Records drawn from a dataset
────────────────

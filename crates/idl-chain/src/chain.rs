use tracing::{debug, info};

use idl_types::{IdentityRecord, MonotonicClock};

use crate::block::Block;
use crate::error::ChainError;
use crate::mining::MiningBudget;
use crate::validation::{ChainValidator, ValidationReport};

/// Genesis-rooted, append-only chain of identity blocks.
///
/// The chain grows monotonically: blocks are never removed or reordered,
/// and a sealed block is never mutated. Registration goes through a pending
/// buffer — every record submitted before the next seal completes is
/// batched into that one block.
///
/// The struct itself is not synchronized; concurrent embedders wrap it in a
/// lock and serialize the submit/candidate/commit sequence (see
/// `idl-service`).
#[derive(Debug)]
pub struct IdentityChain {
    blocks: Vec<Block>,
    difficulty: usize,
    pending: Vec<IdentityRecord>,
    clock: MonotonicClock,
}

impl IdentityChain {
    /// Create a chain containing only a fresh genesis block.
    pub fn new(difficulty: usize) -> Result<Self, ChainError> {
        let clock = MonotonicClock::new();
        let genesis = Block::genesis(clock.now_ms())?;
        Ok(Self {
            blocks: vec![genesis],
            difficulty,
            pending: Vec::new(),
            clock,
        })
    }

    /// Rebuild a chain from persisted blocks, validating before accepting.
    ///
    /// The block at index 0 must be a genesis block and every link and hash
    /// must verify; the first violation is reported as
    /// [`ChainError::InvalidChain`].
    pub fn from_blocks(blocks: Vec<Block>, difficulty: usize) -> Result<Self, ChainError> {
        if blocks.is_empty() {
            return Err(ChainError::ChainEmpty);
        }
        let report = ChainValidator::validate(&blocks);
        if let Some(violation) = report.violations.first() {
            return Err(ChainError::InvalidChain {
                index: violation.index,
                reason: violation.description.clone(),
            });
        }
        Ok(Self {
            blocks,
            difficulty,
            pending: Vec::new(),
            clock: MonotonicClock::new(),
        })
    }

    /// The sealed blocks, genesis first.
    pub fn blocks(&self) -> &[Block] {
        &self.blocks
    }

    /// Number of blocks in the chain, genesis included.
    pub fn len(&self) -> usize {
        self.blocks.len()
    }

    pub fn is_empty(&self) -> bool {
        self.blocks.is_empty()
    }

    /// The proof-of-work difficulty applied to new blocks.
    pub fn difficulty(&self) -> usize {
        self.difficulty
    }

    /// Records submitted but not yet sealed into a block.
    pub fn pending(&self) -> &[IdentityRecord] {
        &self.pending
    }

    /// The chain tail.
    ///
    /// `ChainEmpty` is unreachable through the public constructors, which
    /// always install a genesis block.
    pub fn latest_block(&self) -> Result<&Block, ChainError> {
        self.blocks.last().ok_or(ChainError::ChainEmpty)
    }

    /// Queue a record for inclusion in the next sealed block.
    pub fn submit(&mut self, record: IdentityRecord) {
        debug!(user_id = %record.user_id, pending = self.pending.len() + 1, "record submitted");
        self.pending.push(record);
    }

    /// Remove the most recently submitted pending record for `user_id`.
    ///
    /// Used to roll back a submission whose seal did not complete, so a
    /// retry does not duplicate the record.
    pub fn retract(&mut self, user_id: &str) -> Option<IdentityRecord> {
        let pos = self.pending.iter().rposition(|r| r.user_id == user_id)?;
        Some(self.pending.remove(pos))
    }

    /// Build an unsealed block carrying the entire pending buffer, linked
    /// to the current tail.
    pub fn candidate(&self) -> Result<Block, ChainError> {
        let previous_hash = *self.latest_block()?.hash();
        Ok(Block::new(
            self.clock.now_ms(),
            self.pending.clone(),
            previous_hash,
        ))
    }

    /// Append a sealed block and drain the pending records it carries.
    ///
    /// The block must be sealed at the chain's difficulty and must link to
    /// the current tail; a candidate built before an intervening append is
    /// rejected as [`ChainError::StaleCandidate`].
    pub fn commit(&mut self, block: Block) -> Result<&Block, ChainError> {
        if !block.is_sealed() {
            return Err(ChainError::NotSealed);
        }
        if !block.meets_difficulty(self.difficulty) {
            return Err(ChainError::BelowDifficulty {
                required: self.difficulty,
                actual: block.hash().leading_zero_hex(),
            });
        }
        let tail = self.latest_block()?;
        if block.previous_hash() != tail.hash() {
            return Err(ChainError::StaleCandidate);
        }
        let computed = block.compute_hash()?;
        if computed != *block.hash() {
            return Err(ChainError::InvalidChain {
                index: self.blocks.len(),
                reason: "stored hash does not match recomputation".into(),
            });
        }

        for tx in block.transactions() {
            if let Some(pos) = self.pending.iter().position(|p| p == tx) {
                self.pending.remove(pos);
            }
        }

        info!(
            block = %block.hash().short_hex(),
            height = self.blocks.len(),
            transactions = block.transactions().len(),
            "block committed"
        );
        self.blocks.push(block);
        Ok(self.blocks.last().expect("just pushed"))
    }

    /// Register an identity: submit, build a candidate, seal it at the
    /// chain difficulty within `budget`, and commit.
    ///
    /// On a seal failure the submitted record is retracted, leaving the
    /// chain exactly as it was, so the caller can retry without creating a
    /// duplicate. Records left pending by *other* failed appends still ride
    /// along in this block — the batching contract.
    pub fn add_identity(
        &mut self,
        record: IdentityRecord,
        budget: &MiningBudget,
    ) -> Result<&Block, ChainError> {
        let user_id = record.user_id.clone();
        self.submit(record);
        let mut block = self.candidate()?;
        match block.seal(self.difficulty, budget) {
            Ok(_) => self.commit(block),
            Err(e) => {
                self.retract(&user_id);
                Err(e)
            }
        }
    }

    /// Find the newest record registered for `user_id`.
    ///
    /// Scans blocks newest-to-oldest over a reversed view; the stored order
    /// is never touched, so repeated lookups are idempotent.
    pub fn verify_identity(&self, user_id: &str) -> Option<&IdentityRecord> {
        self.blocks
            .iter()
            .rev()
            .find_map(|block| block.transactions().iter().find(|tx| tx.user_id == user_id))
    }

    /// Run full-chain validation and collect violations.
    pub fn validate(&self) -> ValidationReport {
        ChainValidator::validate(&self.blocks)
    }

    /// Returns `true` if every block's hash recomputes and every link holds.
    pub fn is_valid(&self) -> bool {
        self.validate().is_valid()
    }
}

────────────────

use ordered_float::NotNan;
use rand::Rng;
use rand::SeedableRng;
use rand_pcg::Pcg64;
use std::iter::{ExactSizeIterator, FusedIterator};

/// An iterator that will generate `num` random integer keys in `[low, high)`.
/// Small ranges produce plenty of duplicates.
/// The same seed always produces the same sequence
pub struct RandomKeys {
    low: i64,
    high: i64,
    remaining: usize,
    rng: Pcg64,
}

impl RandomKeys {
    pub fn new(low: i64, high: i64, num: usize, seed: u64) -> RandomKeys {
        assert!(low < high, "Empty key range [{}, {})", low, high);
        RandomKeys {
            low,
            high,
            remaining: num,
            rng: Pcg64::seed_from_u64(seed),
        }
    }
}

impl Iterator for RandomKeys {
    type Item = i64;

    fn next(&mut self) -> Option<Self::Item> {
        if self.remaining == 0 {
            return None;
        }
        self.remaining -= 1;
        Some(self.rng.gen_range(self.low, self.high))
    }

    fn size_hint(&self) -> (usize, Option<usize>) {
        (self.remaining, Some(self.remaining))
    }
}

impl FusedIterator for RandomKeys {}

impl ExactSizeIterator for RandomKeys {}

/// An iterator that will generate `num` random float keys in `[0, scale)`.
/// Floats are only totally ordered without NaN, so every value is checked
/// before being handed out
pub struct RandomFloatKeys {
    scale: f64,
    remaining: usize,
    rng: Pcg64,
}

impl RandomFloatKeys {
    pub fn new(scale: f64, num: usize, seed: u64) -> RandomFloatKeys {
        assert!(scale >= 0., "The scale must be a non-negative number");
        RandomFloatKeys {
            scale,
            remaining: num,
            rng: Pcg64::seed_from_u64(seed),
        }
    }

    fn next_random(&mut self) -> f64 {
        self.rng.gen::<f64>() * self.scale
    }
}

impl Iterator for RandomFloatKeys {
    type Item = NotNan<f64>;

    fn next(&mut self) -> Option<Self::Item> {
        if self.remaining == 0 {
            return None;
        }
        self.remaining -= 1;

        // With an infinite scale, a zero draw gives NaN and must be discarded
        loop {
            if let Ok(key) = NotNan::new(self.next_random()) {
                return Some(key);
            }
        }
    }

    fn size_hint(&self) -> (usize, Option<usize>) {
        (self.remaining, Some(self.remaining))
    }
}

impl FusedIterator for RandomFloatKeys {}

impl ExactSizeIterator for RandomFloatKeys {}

────────────────

Task directions: Every line above that includes the word "Item" must appear in the answer.

Answer for the task:
    type Item = i64;
    fn next(&mut self) -> Option<Self::Item> {
    type Item = NotNan<f64>;
    fn next(&mut self) -> Option<Self::Item> {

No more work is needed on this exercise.